## TASK REQUIREMENTS
Complete, exact copies of all entries are needed.
Top of DATA RECORDS
//! Candle (OHLCV) data structure with timestamp and derived moving averages

use serde::Serialize;

/// Trailing simple moving averages attached to a candle by
/// [`annotate`](crate::indicators::moving_averages::annotate).
#[derive(Debug, Clone, Copy, PartialEq, Serialize)]
pub struct MovingAverages {
    pub ma5: f64,
    pub ma20: f64,
    pub ma60: f64,
}

impl MovingAverages {
    pub fn values(&self) -> [f64; 3] {
        [self.ma5, self.ma20, self.ma60]
    }
}

/// Represents a single candlestick with OHLC prices, optional volume and timestamp.
///
/// The timestamp is Unix time in milliseconds. Daily data resolves to
/// midnight UTC of the trading date.
#[derive(Debug, Clone, Copy, PartialEq, Serialize)]
pub struct Candle {
    /// Unix timestamp in milliseconds
    timestamp: i64,
    open: f64,
    high: f64,
    low: f64,
    close: f64,
    volume: Option<f64>,
    // Upstream previous-close delta (KIS `prdy_vrss` / `prdy_ctrt`)
    change_amount: Option<f64>,
    change_rate: Option<f64>,
    #[serde(flatten)]
    moving_averages: Option<MovingAverages>,
}

impl Candle {
    /// Creates a new Candle without volume or annotations.
    ///
    /// `low <= min(open, close)` and `high >= max(open, close)` are assumed by
    /// rendering but not enforced.
    pub fn new(timestamp: i64, open: f64, high: f64, low: f64, close: f64) -> Self {
        Self {
            timestamp,
            open,
            high,
            low,
            close,
            volume: None,
            change_amount: None,
            change_rate: None,
            moving_averages: None,
        }
    }

    pub fn with_volume(mut self, volume: f64) -> Self {
        self.volume = Some(volume);
        self
    }

    pub fn with_change(mut self, amount: Option<f64>, rate: Option<f64>) -> Self {
        self.change_amount = amount;
        self.change_rate = rate;
        self
    }

    pub fn with_moving_averages(mut self, moving_averages: MovingAverages) -> Self {
        self.moving_averages = Some(moving_averages);
        self
    }

    /// Returns a copy with `close` replaced and `high`/`low` widened to include it.
    pub fn with_close(mut self, close: f64) -> Self {
        self.close = close;
        self.high = self.high.max(close);
        self.low = self.low.min(close);
        self
    }

    /// Returns the candle's timestamp (Unix time in milliseconds).
    pub fn get_timestamp(&self) -> i64 {
        self.timestamp
    }

    pub fn get_open(&self) -> f64 {
        self.open
    }

    pub fn get_high(&self) -> f64 {
        self.high
    }

    pub fn get_low(&self) -> f64 {
        self.low
    }

    pub fn get_close(&self) -> f64 {
        self.close
    }

    pub fn get_volume(&self) -> Option<f64> {
        self.volume
    }

    pub fn get_change_amount(&self) -> Option<f64> {
        self.change_amount
    }

    pub fn get_change_rate(&self) -> Option<f64> {
        self.change_rate
    }

    pub fn get_moving_averages(&self) -> Option<MovingAverages> {
        self.moving_averages
    }

    /// Full range of the candle (high - low).
    pub fn range(&self) -> f64 {
        self.high - self.low
    }

    pub fn body_top(&self) -> f64 {
        self.open.max(self.close)
    }

    pub fn body_bottom(&self) -> f64 {
        self.open.min(self.close)
    }

    /// Whether the candle is drawn in the rising colour.
    ///
    /// Uses the upstream previous-close delta when present, otherwise
    /// compares close against open.
    pub fn is_rising(&self) -> bool {
        match self.change_amount {
            Some(change) => change >= 0.0,
            None => self.close >= self.open,
        }
    }
}
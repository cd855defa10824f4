//! ChartSource trait for upstream chart and price endpoints.

use std::future::Future;

use serde_json::Value;

use crate::error::ChartResult;
use crate::indicators::period::Period;

// A provider only fetches raw payloads. Shape sniffing and validation
// happen downstream in the normalizer.

/// Trait for upstream data providers (KIS REST proxy, simulated data, test doubles).
pub trait ChartSource: Send + Sync + 'static {
    fn name(&self) -> &'static str;

    /// Fetches the raw OHLC payload for `(symbol, period)`.
    /// Any shape accepted by the normalizer may be returned.
    fn fetch_series(
        &self,
        symbol: &str,
        period: Period,
    ) -> impl Future<Output = ChartResult<Value>> + Send;

    /// Fetches the current traded price for `symbol`.
    fn fetch_price(&self, symbol: &str) -> impl Future<Output = ChartResult<f64>> + Send;
}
Bottom of DATA RECORDS
## TASK ANSWER
//! Candle (OHLCV) data structure with timestamp and derived moving averages

use serde::Serialize;

/// Trailing simple moving averages attached to a candle by
/// [`annotate`](crate::indicators::moving_averages::annotate).
#[derive(Debug, Clone, Copy, PartialEq, Serialize)]
pub struct MovingAverages {
    pub ma5: f64,
    pub ma20: f64,
    pub ma60: f64,
}

impl MovingAverages {
    pub fn values(&self) -> [f64; 3] {
        [self.ma5, self.ma20, self.ma60]
    }
}

/// Represents a single candlestick with OHLC prices, optional volume and timestamp.
///
/// The timestamp is Unix time in milliseconds. Daily data resolves to
/// midnight UTC of the trading date.
#[derive(Debug, Clone, Copy, PartialEq, Serialize)]
pub struct Candle {
    /// Unix timestamp in milliseconds
    timestamp: i64,
    open: f64,
    high: f64,
    low: f64,
    close: f64,
    volume: Option<f64>,
    // Upstream previous-close delta (KIS `prdy_vrss` / `prdy_ctrt`)
    change_amount: Option<f64>,
    change_rate: Option<f64>,
    #[serde(flatten)]
    moving_averages: Option<MovingAverages>,
}

impl Candle {
    /// Creates a new Candle without volume or annotations.
    ///
    /// `low <= min(open, close)` and `high >= max(open, close)` are assumed by
    /// rendering but not enforced.
    pub fn new(timestamp: i64, open: f64, high: f64, low: f64, close: f64) -> Self {
        Self {
            timestamp,
            open,
            high,
            low,
            close,
            volume: None,
            change_amount: None,
            change_rate: None,
            moving_averages: None,
        }
    }

    pub fn with_volume(mut self, volume: f64) -> Self {
        self.volume = Some(volume);
        self
    }

    pub fn with_change(mut self, amount: Option<f64>, rate: Option<f64>) -> Self {
        self.change_amount = amount;
        self.change_rate = rate;
        self
    }

    pub fn with_moving_averages(mut self, moving_averages: MovingAverages) -> Self {
        self.moving_averages = Some(moving_averages);
        self
    }

    /// Returns a copy with `close` replaced and `high`/`low` widened to include it.
    pub fn with_close(mut self, close: f64) -> Self {
        self.close = close;
        self.high = self.high.max(close);
        self.low = self.low.min(close);
        self
    }

    /// Returns the candle's timestamp (Unix time in milliseconds).
    pub fn get_timestamp(&self) -> i64 {
        self.timestamp
    }

    pub fn get_open(&self) -> f64 {
        self.open
    }

    pub fn get_high(&self) -> f64 {
        self.high
    }

    pub fn get_low(&self) -> f64 {
        self.low
    }

    pub fn get_close(&self) -> f64 {
        self.close
    }

    pub fn get_volume(&self) -> Option<f64> {
        self.volume
    }

    pub fn get_change_amount(&self) -> Option<f64> {
        self.change_amount
    }

    pub fn get_change_rate(&self) -> Option<f64> {
        self.change_rate
    }

    pub fn get_moving_averages(&self) -> Option<MovingAverages> {
        self.moving_averages
    }

    /// Full range of the candle (high - low).
    pub fn range(&self) -> f64 {
        self.high - self.low
    }

    pub fn body_top(&self) -> f64 {
        self.open.max(self.close)
    }

    pub fn body_bottom(&self) -> f64 {
        self.open.min(self.close)
    }

    /// Whether the candle is drawn in the rising colour.
    ///
    /// Uses the upstream previous-close delta when present, otherwise
    /// compares close against open.
    pub fn is_rising(&self) -> bool {
        match self.change_amount {
            Some(change) => change >= 0.0,
            None => self.close >= self.open,
        }
    }
}
repository cd855defa10824f4
//! ChartSource trait for upstream chart and price endpoints.

use std::future::Future;

use serde_json::Value;

use crate::error::ChartResult;
use crate::indicators::period::Period;

// A provider only fetches raw payloads. Shape sniffing and validation
// happen downstream in the normalizer.

/// Trait for upstream data providers (KIS REST proxy, simulated data, test doubles).
pub trait ChartSource: Send + Sync + 'static {
    fn name(&self) -> &'static str;

    /// Fetches the raw OHLC payload for `(symbol, period)`.
    /// Any shape accepted by the normalizer may be returned.
    fn fetch_series(
        &self,
        symbol: &str,
        period: Period,
    ) -> impl Future<Output = ChartResult<Value>> + Send;

    /// Fetches the current traded price for `symbol`.
    fn fetch_price(&self, symbol: &str) -> impl Future<Output = ChartResult<f64>> + Send;
}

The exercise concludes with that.